Segundo o médico, a análise cerebral de indivíduos com Alzheimer foi um dos pontos mais importantes do estudo. “Sabemos que essa toxina não deveria estar no cérebro, ela foi parar lá, mas não tem nenhum efeito fisiológico na área neural. Então, o ponto de partida deles era, se eu fizer algo para interferir nisso, vai piorar ou melhorar a vida dos animais? Com isso, viram a diminuição da inflamação e das substâncias que estão associadas à doença, como o acúmulo de beta-amiloide e a neuroinflamação, também envolvida no Alzheimer”, explica.
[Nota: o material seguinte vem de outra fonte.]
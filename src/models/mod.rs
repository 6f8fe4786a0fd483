pub mod contact;

pub use contact::{
    ContactRequest, ContactSubmission, ValidationError, MESSAGE_MAX_CHARS, MESSAGE_MIN_CHARS,
    NAME_MIN_CHARS,
};
use super::{ProviderError, ProviderResponse, PushNotification, PushProvider};
use crate::config::PushoverConfig;
use async_trait::async_trait;
use reqwest::Client;
use serde::{Deserialize, Serialize};
use std::sync::atomic::{AtomicU64, Ordering};
use std::sync::Mutex;

const PUSHOVER_API_URL: &str = "https://api.pushover.net/1";

/// Pushover message-delivery provider.
///
/// Holds a single reqwest client, constructed once at startup and shared
/// across requests.
pub struct PushoverProvider {
    config: PushoverConfig,
    client: Client,
    base_url: String,
}

#[derive(Debug, Serialize)]
struct PushoverRequest<'a> {
    token: &'a str,
    user: &'a str,
    title: &'a str,
    message: &'a str,
}

#[derive(Debug, Deserialize)]
struct PushoverResponse {
    status: i32,
    request: Option<String>,
    #[serde(default)]
    errors: Vec<String>,
}

impl PushoverProvider {
    pub fn new(config: PushoverConfig) -> Self {
        Self {
            config,
            client: Client::new(),
            base_url: PUSHOVER_API_URL.to_string(),
        }
    }

    /// Point the provider at a different API root. Used by tests.
    pub fn with_base_url(config: PushoverConfig, base_url: impl Into<String>) -> Self {
        Self {
            config,
            client: Client::new(),
            base_url: base_url.into(),
        }
    }
}

#[async_trait]
impl PushProvider for PushoverProvider {
    async fn send(&self, note: &PushNotification) -> Result<ProviderResponse, ProviderError> {
        if !self.config.enabled {
            return Err(ProviderError::NotEnabled(
                "Pushover provider is not enabled".to_string(),
            ));
        }

        if self.config.user_key.is_empty() || self.config.api_token.is_empty() {
            return Err(ProviderError::Configuration(
                "Pushover user key or API token is not configured".to_string(),
            ));
        }

        let request = PushoverRequest {
            token: &self.config.api_token,
            user: &self.config.user_key,
            title: &note.title,
            message: &note.body,
        };

        let url = format!("{}/messages.json", self.base_url);

        let response = self
            .client
            .post(&url)
            .json(&request)
            .send()
            .await
            .map_err(|e| {
                ProviderError::Connection(format!("Failed to connect to Pushover: {}", e))
            })?;

        let status = response.status();
        let body: PushoverResponse = response.json().await.map_err(|e| {
            ProviderError::SendFailed(format!(
                "Failed to parse Pushover response (HTTP {}): {}",
                status, e
            ))
        })?;

        // Pushover reports success as status == 1 in the response body.
        if body.status != 1 {
            return Err(ProviderError::SendFailed(format!(
                "Pushover returned status {} (HTTP {}): {}",
                body.status,
                status,
                body.errors.join("; ")
            )));
        }

        tracing::info!(
            provider_id = body.request.as_deref().unwrap_or("-"),
            "Push notification sent via Pushover"
        );

        Ok(ProviderResponse::success(body.request))
    }

    fn is_enabled(&self) -> bool {
        self.config.enabled
    }
}

/// Mock push provider for testing and for deployments with Pushover disabled.
pub struct MockPushProvider {
    enabled: bool,
    fail: bool,
    send_count: AtomicU64,
    sent: Mutex<Vec<PushNotification>>,
}

impl MockPushProvider {
    pub fn new(enabled: bool) -> Self {
        Self {
            enabled,
            fail: false,
            send_count: AtomicU64::new(0),
            sent: Mutex::new(Vec::new()),
        }
    }

    /// A mock that accepts the send attempt and then reports delivery failure.
    pub fn failing() -> Self {
        Self {
            enabled: true,
            fail: true,
            send_count: AtomicU64::new(0),
            sent: Mutex::new(Vec::new()),
        }
    }

    pub fn send_count(&self) -> u64 {
        self.send_count.load(Ordering::SeqCst)
    }

    /// Notifications handed to this provider, in order.
    pub fn sent(&self) -> Vec<PushNotification> {
        self.sent.lock().unwrap().clone()
    }
}

#[async_trait]
impl PushProvider for MockPushProvider {
    async fn send(&self, note: &PushNotification) -> Result<ProviderResponse, ProviderError> {
        if !self.enabled {
            return Err(ProviderError::NotEnabled(
                "Mock push provider is not enabled".to_string(),
            ));
        }

        self.send_count.fetch_add(1, Ordering::SeqCst);
        self.sent.lock().unwrap().push(note.clone());

        if self.fail {
            return Err(ProviderError::SendFailed(
                "Mock push provider forced failure".to_string(),
            ));
        }

        tracing::info!(title = %note.title, "[MOCK] Push notification would be sent");

        Ok(ProviderResponse::success(Some(format!(
            "mock-push-{}",
            self.send_count.load(Ordering::SeqCst)
        ))))
    }

    fn is_enabled(&self) -> bool {
        self.enabled
    }
}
O especialista pondera que os resultados, apesar de promissores, ainda são bem incipientes. “É um estudo feito ainda em modelo animal, não é algo como temos um novo tratamento, temos uma nova forma de diagnóstico. É só uma hipótese. É preciso investigar muito mais. Porém, sabemos que a periodontite está relacionada a outros problemas, como o infarto. Por isso, a mensagem de prevenção a esse problema de saúde, ainda mais com as observações vistas, precisa ser reforçada”, ressalta.

DA GENGIVA AO OSSO

É uma doença bucal extremamente comum, que faz com que as gengivas fiquem vermelhas, sensíveis e inchadas. Pode gerar enfraquecimento e perda de dentes. O tratamento foca na limpeza ao redor dos dentes, evitando danos nos ossos, principalmente o maxilar. Se não for tratada cedo, pode demandar a realização de cirurgia.

Palavra de especialista

João Martins Rodrigues Netos - odontogeriatra

A importância da higienização

“Um ponto que não foi muito abordado no artigo, mas que deveria ser frisado, é que, se você fizer uma higienização perfeita, com uso de pasta de dente e fio dental, protege a boca da periodontite, e isso também servirá como prevenção ao Alzheimer, caso realmente exista essa ligação entre as duas enfermidades. As pessoas acham que a boca está relacionada a danos apenas nos dentes, mas, quando você tem uma cárie, por exemplo, ela pode atingir a polpa do dente e a gengiva, que tem vasos sanguíneos, e o sangue se distribui pelo corpo. Com base nisso, a odontologia mudou conceitos. Quando se vai ao consultório, é importante analisar todos os fatores envolvidos para que a pessoa possa ser tratada de maneira mais completa.”